2. Textbook Definitions
• “extremely large data sets that may be analysed computationally to reveal
patterns, trends, and associations, especially relating to human behaviour
and interactions.”
• “Big data is a broad term for data sets so large or complex that traditional
data processing applications are inadequate. Challenges include analysis,
capture, data curation, search, sharing, storage, transfer, visualization, and
information privacy. The term often refers simply to the use of predictive
analytics or other certain advanced methods to extract value from data,
and seldom to a particular size of data set.”
3. In Simple Terms
• Big data is literally just a lot of data. While it's more of a marketing term
than anything, the implication is usually that you have so much data that
you can't analyze all of the data at once because the amount of memory
(RAM) it would take to hold the data in memory to process and analyze it
is greater than the amount of available memory.
4. An Example of Big Data
• Let’s say Facebook wants to know which adverts work best for people with
degrees.
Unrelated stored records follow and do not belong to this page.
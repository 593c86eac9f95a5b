use strum::{Display, IntoStaticStr};

use crate::geometry::Vec3;

/// Outcome of a single pathing request.
#[derive(Clone, Copy, Debug, PartialEq, Eq, Display, IntoStaticStr)]
pub enum MoveResult {
    Moved,
    ReachedDestination,
    Failed,
    PathGenerationFailed,
    UnstuckAttempt,
}

impl MoveResult {
    /// Pathing gave up; the caller should fall back to a straight-line move.
    #[inline]
    pub fn needs_fallback(self) -> bool {
        matches!(self, Self::Failed | Self::PathGenerationFailed)
    }
}

pub trait Navigator {
    /// Advances one step along a generated path toward `destination`.
    fn move_to(&mut self, destination: Vec3) -> MoveResult;

    /// Straight-line move that bypasses path generation.
    fn click_to_move(&mut self, destination: Vec3);

    /// True when the agent is close enough to `destination` to stop.
    fn at_location(&self, destination: Vec3) -> bool;

    /// Walkable-surface trace from `from` to `to`.
    ///
    /// Returns the first obstruction hit, or `None` when the segment is clear.
    fn trace_obstruction(&self, _from: Vec3, _to: Vec3) -> Option<Vec3> {
        None
    }

    /// Snaps `point` onto the ground below it, or `None` when there is none.
    fn ground_height(&self, point: Vec3) -> Option<Vec3> {
        Some(point)
    }

    fn can_mount(&self) -> bool;

    fn mount(&mut self);

    fn dismount(&mut self);
}
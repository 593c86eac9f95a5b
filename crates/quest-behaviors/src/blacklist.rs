//! Time-expiring exclusion set.
//!
//! Entries are keyed by unit handle and carry an absolute expiry. An entry is
//! contained while `expiry > now`; an entry whose expiry equals the query time
//! is already gone. Expired entries are swept lazily during [`LocalBlacklist::add`],
//! at most once per sweep interval.

use std::collections::HashMap;
use std::time::{Duration, Instant};

use bot_core::UnitId;
use tracing::trace;

#[derive(Clone, Debug)]
pub struct LocalBlacklist {
    entries: HashMap<UnitId, Instant>,
    sweep_interval: Duration,
    last_sweep: Option<Instant>,
}

impl LocalBlacklist {
    pub fn new(sweep_interval: Duration) -> Self {
        Self {
            entries: HashMap::new(),
            sweep_interval,
            last_sweep: None,
        }
    }

    /// Blacklists `id` until `now + ttl`, replacing any earlier expiry.
    pub fn add(&mut self, id: UnitId, ttl: Duration, now: Instant) {
        match self.last_sweep {
            None => self.last_sweep = Some(now),
            Some(last) if now.saturating_duration_since(last) > self.sweep_interval => {
                self.remove_expired(now);
                self.last_sweep = Some(now);
            }
            Some(_) => {}
        }
        self.entries.insert(id, now + ttl);
    }

    pub fn contains(&self, id: UnitId, now: Instant) -> bool {
        self.entries.get(&id).is_some_and(|expiry| *expiry > now)
    }

    pub fn remove_expired(&mut self, now: Instant) {
        let before = self.entries.len();
        self.entries.retain(|_, expiry| *expiry > now);
        trace!(removed = before - self.entries.len(), "swept local blacklist");
    }
}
Let's say there are 200,000,000 Facebook users with degrees, and
they have been each served 100 ads. That's 20,000,000,000 events of
interest, and each "event" (an ad being served) contains several data
points (features) about the ad: what was the ad for? Did it have a picture
in it? Was there a man or woman in the ad? How big was the ad? What
was the most prominent color? Let's say for each ad there are 50
"features". This means you have 1,000,000,000,000 (one trillion) pieces of
data to sort through. If each "piece" of data was only 100 bytes, you'd
have about 93 GB of data to parse. That's pretty big but we’re still only on
the brink of "big data" territory, it gets much much bigger!